Matthew Vaughn donne une suite à son pastiche délirant du cinéma d’espionnage des années 60 en redoublant de folie et d’inventivité…
KINGSMAN: THE GOLDEN CIRCLE
2017 – USA / GB
Réalisé par Matthew Vaughn
Avec Taron Egerton, Colin Firth, Juliane Moore, Mark Strong, Halle Berry, Channing Tatum, Jeff Bridges, Pedro Pascal, Elton John
THEMA ESPIONNAGE ET SCIENCE-FICTION I ROBOTS I SAGA KINGSMAN
Pour éviter le syndrome Kick Ass 2, une suite par bien des aspects indigne de son prédécesseur, Matthew Vaughn exprime très tôt l’envie de réaliser lui-même la suite de Kingsman à condition bien sûr que le premier film obtienne des résultats satisfaisants au box-office. Or l’accueil du public et de la critique s’avère particulièrement chaleureux. Dès le printemps 2015, le studio Fox annonce donc la mise en chantier d’un second opus. Mais un autre projet de Vaughn, une nouvelle adaptation à l’écran des aventures de Flash Gordon, ressurgit et pourrait bien l’empêcher de donner une suite à son Kingsman. Après plusieurs mois de suspense, les choses s’officialisent : Flash Gordon ne se fera pas et Vaughn repasse derrière la caméra pour Kingsman : le cercle d’or dont il coécrit le scénario avec sa fidèle partenaire de plume Jane Goldman. L’entame du film nous démontre en quelques secondes que le cinéaste n’a pas perdu la main. Une délirante poursuite en voiture permet en effet à ce second Kingsman de démarrer littéralement sur des chapeaux de roue. Virtuosité de la mise en scène, folles idées narratives, effets visuels spectaculaires, éléments science-fictionnels pleinement assumés, nous voilà immédiatement conditionnés. Sans temps mort ni demi-mesure, ce prologue plonge nos protagonistes au cœur d’une intrigue démentielle dont le seul maître mot semble être l’excès.
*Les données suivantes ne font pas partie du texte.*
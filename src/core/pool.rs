//! 有界并发的传输执行池

use crate::storage::{ObjectStore, SourceNode, SourceTree, StorageError};
use serde::Serialize;
use std::sync::atomic::{AtomicU64, AtomicUsize, Ordering};
use std::sync::Arc;
use std::time::Duration;
use tokio::sync::Semaphore;
use tokio::task::JoinHandle;
use tracing::{debug, error, info};

/// 传输结果
#[derive(Debug, Clone, Copy, PartialEq, Eq, Hash, Serialize)]
#[serde(rename_all = "lowercase")]
pub enum TransferOutcome {
    Uploaded,
    Skipped,
    Failed,
}

impl std::fmt::Display for TransferOutcome {
    fn fmt(&self, f: &mut std::fmt::Formatter<'_>) -> std::fmt::Result {
        match self {
            TransferOutcome::Uploaded => write!(f, "uploaded"),
            TransferOutcome::Skipped => write!(f, "skipped"),
            TransferOutcome::Failed => write!(f, "failed"),
        }
    }
}

/// 一次传输任务
#[derive(Debug, Clone)]
pub struct TransferTask {
    pub node: SourceNode,
    pub key: String,
    pub overwrite: bool,
}

/// 传输池配置
#[derive(Debug, Clone)]
pub struct PoolConfig {
    /// 最大并发传输数
    pub max_workers: usize,
    /// 最大尝试次数
    pub max_retries: u32,
    /// 重试基础延迟（毫秒）
    pub retry_base_delay_ms: u64,
}

impl Default for PoolConfig {
    fn default() -> Self {
        Self {
            max_workers: 5,
            max_retries: 3,
            retry_base_delay_ms: 1000,
        }
    }
}

/// 已提交任务的句柄
pub struct TransferHandle {
    pub key: String,
    join: JoinHandle<TransferOutcome>,
}

impl TransferHandle {
    /// 等待任务结束；任务本身异常退出时记为失败
    pub async fn outcome(self) -> TransferOutcome {
        match self.join.await {
            Ok(outcome) => outcome,
            Err(e) => {
                error!("传输任务异常退出 '{}': {}", self.key, e);
                TransferOutcome::Failed
            }
        }
    }
}

#[derive(Debug, Default)]
struct PoolStats {
    active: AtomicUsize,
    peak: AtomicUsize,
    submitted: AtomicU64,
}

/// 传输执行池
pub struct TransferWorkerPool {
    source: Arc<dyn SourceTree>,
    dest: Arc<dyn ObjectStore>,
    semaphore: Arc<Semaphore>,
    config: PoolConfig,
    stats: Arc<PoolStats>,
}

impl TransferWorkerPool {
    pub fn new(source: Arc<dyn SourceTree>, dest: Arc<dyn ObjectStore>, config: PoolConfig) -> Self {
        let workers = config.max_workers.max(1);
        Self {
            source,
            dest,
            semaphore: Arc::new(Semaphore::new(workers)),
            config,
            stats: Arc::new(PoolStats::default()),
        }
    }

    /// 提交任务，不等待空闲槽位
    pub fn submit(&self, task: TransferTask) -> TransferHandle {
        let key = task.key.clone();
        let semaphore = self.semaphore.clone();
        let source = self.source.clone();
        let dest = self.dest.clone();
        let stats = self.stats.clone();
        let config = self.config.clone();

        stats.submitted.fetch_add(1, Ordering::Relaxed);

        let join = tokio::spawn(async move {
            let _permit = match semaphore.acquire_owned().await {
                Ok(p) => p,
                Err(e) => {
                    error!("获取传输槽位失败 '{}': {}", task.key, e);
                    return TransferOutcome::Failed;
                }
            };

            let active = stats.active.fetch_add(1, Ordering::SeqCst) + 1;
            stats.peak.fetch_max(active, Ordering::SeqCst);
            let _active = scopeguard::guard(stats, |s| {
                s.active.fetch_sub(1, Ordering::SeqCst);
            });

            Self::run(&task, source.as_ref(), dest.as_ref(), &config).await
        });

        TransferHandle { key, join }
    }

    /// 带重试的传输
    async fn run(
        task: &TransferTask,
        source: &dyn SourceTree,
        dest: &dyn ObjectStore,
        config: &PoolConfig,
    ) -> TransferOutcome {
        let attempts = config.max_retries.max(1);

        for attempt in 0..attempts {
            debug!(
                "开始传输 {} -> {} (第 {}/{} 次, overwrite={})",
                task.node.name,
                task.key,
                attempt + 1,
                attempts,
                task.overwrite
            );

            match Self::transfer_once(task, source, dest).await {
                Ok(bytes) => {
                    let action = if task.overwrite { "已覆盖" } else { "已上传" };
                    info!("{}: {} ({} 字节)", action, task.key, bytes);
                    return TransferOutcome::Uploaded;
                }
                Err(StorageError::AlreadyExists(_)) => {
                    info!("目标 '{}' 已存在且不允许覆盖，跳过", task.key);
                    return TransferOutcome::Skipped;
                }
                Err(e) if !e.is_retryable() => {
                    error!("传输 '{}' 失败且不可重试 (第 {} 次): {}", task.key, attempt + 1, e);
                    return TransferOutcome::Failed;
                }
                Err(e) => {
                    error!("第 {} 次传输 '{}' 失败: {}", attempt + 1, task.key, e);
                }
            }

            if attempt + 1 < attempts {
                // 指数退避
                let delay = config.retry_base_delay_ms.saturating_mul(1u64 << attempt.min(32));
                info!("{}ms 后重试 '{}'", delay, task.key);
                tokio::time::sleep(Duration::from_millis(delay)).await;
            } else {
                error!("'{}' 的所有重试均已失败", task.key);
            }
        }

        TransferOutcome::Failed
    }

    async fn transfer_once(
        task: &TransferTask,
        source: &dyn SourceTree,
        dest: &dyn ObjectStore,
    ) -> Result<u64, StorageError> {
        let stream = source.open_read(&task.node).await?;
        dest.put(&task.key, stream, task.overwrite).await
    }

    /// 同时运行的任务数峰值
    pub fn peak_concurrency(&self) -> usize {
        self.stats.peak.load(Ordering::SeqCst)
    }

    /// 已提交的任务数
    pub fn submitted(&self) -> u64 {
        self.stats.submitted.load(Ordering::Relaxed)
    }

    pub fn max_workers(&self) -> usize {
        self.config.max_workers.max(1)
    }
}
Nous apprenons bientôt que tous les bureaux de l’agence Kingsman ont été anéantis. Les seuls rescapés de cette opération de destruction massive, Eggsy (Taron Egerton) et Merlin (Mark Strong), doivent désormais collaborer avec une agence des États-Unis. C’est l’occasion idéale de parodier les clichés liés à l’image que l’Europe se fait des Américains : des cowboys rustres buveurs de whisky et armés de lassos. Le choc culturel avec les Anglais, exagérément élégants et flegmatiques, n’en est que plus grand. La « super-vilaine » du film est Poppy Adams (Julianne Moore), qui vit au milieu de la jungle dans un repaire dont le design acidulé semble s’inspirer de l’imagerie de Grease et Happy Days. Flanquée de chiens robots agressifs et d’une androïde esthéticienne armée jusqu’aux dents, elle hache ses ennemis pour les transformer en hamburgers et retient Elton John en otage ! Après avoir contaminé des tonnes de drogue, Poppy fait chanter le gouvernement en exigeant la légalisation du trafic de stupéfiants pour pouvoir continuer à faire fructifier son business. Pour incarner ce personnage haut en couleur, Julianne Moore se serait laissée inspirer par le Lex Luthor joué par Gene Hackman dans Superman.
Absurdement vôtre
Une fois de plus, la saga James Bond reste la source principale d’inspiration, tout particulièrement la période Roger Moore, comme le confirment quelques clins d’œil à Vivre et laisser mourir, L’Espion qui m’aimait ou encore Moonraker. Les scènes d’action excessives, les cascades aux chorégraphies hallucinantes et les rebondissements impensables s’enchaînent sans la moindre retenue. Ici, tous les débordements sont permis et les invraisemblances scénaristiques ne sont jamais un obstacle au bon déroulement de l’intrigue. Au contraire, elles ont tendance à devenir la norme. Chaque idée, si abracadabrante soit-elle, est ainsi poussée dans ses retranchements et exploitée jusqu’à l’absurde. Comme son prédécesseur, ce second Kingsman nous offre son lot de combats ébouriffants, notamment au cours d’un climax en plan-séquence à couper le souffle. Drôle, décomplexée, audacieuse, la suite se montre donc digne de son modèle, avec une telle générosité que le montage initial dure presque quatre heures. Enthousiasmés, les cadres de la Fox proposent alors à Vaughn de tout garder pour en tirer deux films distincts. Mais le réalisateur préfère réduire son métrage de moitié et resserrer le rythme pour n’obtenir qu’un seul film de deux heures vingt. Le troisième opus, The King’s Man : première mission, ne sera pas une suite mais une prequel abandonnant la science-fiction pour se focaliser sur l’espionnage pur au cœur des tourments de la première guerre mondiale.